• **Exercise instructions**
Both the line with "pub struct PingResponse" and the line with "body = PingResponse))" in the records below must appear in the output, along with every line between them, exactly and with nothing added.

Segment Start: Material to process

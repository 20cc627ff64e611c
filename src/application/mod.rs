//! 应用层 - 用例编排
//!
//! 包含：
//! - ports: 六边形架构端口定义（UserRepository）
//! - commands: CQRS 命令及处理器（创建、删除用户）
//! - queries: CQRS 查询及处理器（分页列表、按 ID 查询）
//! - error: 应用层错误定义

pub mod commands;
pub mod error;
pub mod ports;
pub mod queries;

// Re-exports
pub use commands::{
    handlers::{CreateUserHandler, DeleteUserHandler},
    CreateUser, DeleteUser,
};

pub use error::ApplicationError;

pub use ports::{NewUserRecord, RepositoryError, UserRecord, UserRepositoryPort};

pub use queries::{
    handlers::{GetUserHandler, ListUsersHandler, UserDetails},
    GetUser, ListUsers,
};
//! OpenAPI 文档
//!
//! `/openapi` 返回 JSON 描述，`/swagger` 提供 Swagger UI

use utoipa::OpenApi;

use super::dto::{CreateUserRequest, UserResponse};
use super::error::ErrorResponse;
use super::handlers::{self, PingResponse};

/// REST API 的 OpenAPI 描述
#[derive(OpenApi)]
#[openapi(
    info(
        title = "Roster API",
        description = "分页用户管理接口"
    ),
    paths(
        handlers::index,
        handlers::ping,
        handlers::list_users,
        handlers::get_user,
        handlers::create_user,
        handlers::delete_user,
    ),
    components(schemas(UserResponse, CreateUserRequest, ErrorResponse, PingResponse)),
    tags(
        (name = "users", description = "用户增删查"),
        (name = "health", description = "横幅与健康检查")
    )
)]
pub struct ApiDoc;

Segment End: Material to process
Segment Start: Material to process

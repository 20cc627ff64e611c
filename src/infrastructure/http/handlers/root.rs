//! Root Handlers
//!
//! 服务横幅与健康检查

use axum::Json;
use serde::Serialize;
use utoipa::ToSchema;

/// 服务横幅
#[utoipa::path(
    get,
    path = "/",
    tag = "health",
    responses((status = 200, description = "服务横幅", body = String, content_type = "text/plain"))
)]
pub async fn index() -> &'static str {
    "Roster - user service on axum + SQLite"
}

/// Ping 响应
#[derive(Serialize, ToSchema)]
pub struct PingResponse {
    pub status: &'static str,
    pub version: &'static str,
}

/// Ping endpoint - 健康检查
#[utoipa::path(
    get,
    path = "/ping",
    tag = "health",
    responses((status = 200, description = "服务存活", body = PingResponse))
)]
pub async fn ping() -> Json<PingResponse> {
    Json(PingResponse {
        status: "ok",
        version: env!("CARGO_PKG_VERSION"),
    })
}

Segment End: Material to process

• **Reply to the exercise**
pub struct PingResponse {
    pub status: &'static str,
    pub version: &'static str,
}

/// Ping endpoint - 健康检查
#[utoipa::path(
    get,
    path = "/ping",
    tag = "health",
    responses((status = 200, description = "服务存活", body = PingResponse))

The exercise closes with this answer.